In the most common example for transition theory, if we classify the system states (eigenfunctions) according to the full rotation group and expand the transition operator in multipoles as
[math]\mathbf{p}e^{i\mathbf{k \cdot r}} = \sum\limits_l f_l(r)\mathbf{Y}_l(\hat{\mathbf{r}})[/math]
then the angular part of the matrix element will be proportional to [math]\langle J_f|Y_l|J_i\rangle[/math] where [math]J=L+S \quad (j=l+s)[/math] in a Russell–Saunders coupling scheme. Therefore, from addition of angular momenta and the fact that the transition operator does not affect the spin, we derive
[math]|J_f - J_i| \le l \le J_f + J_i[/math]
[math]|L_f - L_i| \le l \le L_f + L_i[/math]
[math]\Delta S=0; \Delta M_S = 0; \Delta M_j = m_i,[/math]
which provide a set of selection rules in this case. [math]J_f=0[/math] to [math]J_i=0[/math] transitions are forbidden by the above rule, since the lowest multipole operator (dipole radiation) is a vector ([math]l=1; m_l =\pm 1,0[/math]). Conditions on symmetries include those relating to parity, orbital angular momentum quantum number, spin quantum number, (multi-)polarity of the photon field causing the transition, polarization of the photon field causing the transition, etc. For summation of angular momenta, such as for molecular levels; hyperfine structure including nuclear angular momenta; or coupling within Russell–Saunders, j–j or mixed schemes, a vector triangle summation must generally be followed as above, which provides most selection rules. Different polarizations have different selection rules, so an edge or XAFS spectrum using (polarized) synchrotron radiation will have a different shape and structure depending upon whether the incident X-ray field is linearly polarized, circularly polarized or partially polarized.
Electric dipole transition is only the dominant lowest-order transition coupling, tending to be dominant for low energies or low-Z elements (even in compounds).
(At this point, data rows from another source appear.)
//! Observation and action space types.
//!
//! Provides Gymnasium-compatible space definitions used by the catalog to
//! resolve network dimensions.

mod r#box;
mod discrete;
mod multi_discrete;

pub use discrete::Discrete;
pub use multi_discrete::MultiDiscrete;
pub use r#box::BoxSpace;

use ndarray::ArrayD;
use rand::Rng;

/// Trait for observation and action spaces
pub trait Space: Clone + Send + Sync {
    /// The type of samples from this space
    type Sample;

    /// Sample a random element from this space
    fn sample<R: Rng>(&self, rng: &mut R) -> Self::Sample;

    /// Check if a value is contained in this space
    fn contains(&self, value: &Self::Sample) -> bool;

    /// Get the shape of samples from this space
    fn shape(&self) -> &[usize];

    /// Get the total number of elements in a sample
    fn num_elements(&self) -> usize {
        self.shape().iter().product()
    }
}

/// Enum for dynamic space types
#[derive(Clone, Debug)]
pub enum DynSpace {
    Discrete(Discrete),
    MultiDiscrete(MultiDiscrete),
    Box(BoxSpace),
}

impl DynSpace {
    /// Get the shape of this space
    pub fn shape(&self) -> Vec<usize> {
        match self {
            DynSpace::Discrete(s) => s.shape().to_vec(),
            DynSpace::MultiDiscrete(s) => s.shape().to_vec(),
            DynSpace::Box(s) => s.shape().to_vec(),
        }
    }

    /// Name of the space type, for diagnostics
    pub fn kind(&self) -> &'static str {
        match self {
            DynSpace::Discrete(_) => "Discrete",
            DynSpace::MultiDiscrete(_) => "MultiDiscrete",
            DynSpace::Box(_) => "Box",
        }
    }

    /// Sample from this space
    pub fn sample<R: Rng>(&self, rng: &mut R) -> ArrayD<f32> {
        match self {
            DynSpace::Discrete(s) => {
                let v = s.sample(rng);
                ArrayD::from_elem(ndarray::IxDyn(&[1]), v as f32)
            }
            DynSpace::MultiDiscrete(s) => {
                let v = s.sample(rng);
                ArrayD::from_shape_vec(
                    ndarray::IxDyn(&[v.len()]),
                    v.into_iter().map(|x| x as f32).collect(),
                )
                .unwrap()
            }
            DynSpace::Box(s) => s.sample(rng),
        }
    }

    /// Check if this space contains the value
    pub fn contains(&self, value: &ArrayD<f32>) -> bool {
        match self {
            DynSpace::Discrete(s) => {
                if value.len() != 1 {
                    return false;
                }
                let v = value.iter().next().unwrap().round() as usize;
                s.contains(&v)
            }
            DynSpace::MultiDiscrete(s) => {
                if value.len() != s.nvec.len() {
                    return false;
                }
                let v: Vec<usize> = value.iter().map(|&x| x.round() as usize).collect();
                s.contains(&v)
            }
            DynSpace::Box(s) => s.contains(value),
        }
    }
}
However, for such elements as transition metals, higher-order terms including electric quadrupole radiation and magnetic dipole radiation become stronger and have complementary selection rules for atomic, molecular and condensed matter quantum systems. Higher-order radiation is crucial for the interpretation of [math]K\alpha[/math] spectra satellites, for continuum photoionization amplitudes and XAFS and absorption edges, and for pre-edge features.
History
In widespread tabulations of photoeffect for atomic systems (viz. Creagh in International Tables for X-ray Crystallography, Volume C, FFAST in the USA and XCOM/Hubbell), some authors have clarified the significance in the computations of dipole, higher-order or 'all-order’ computations.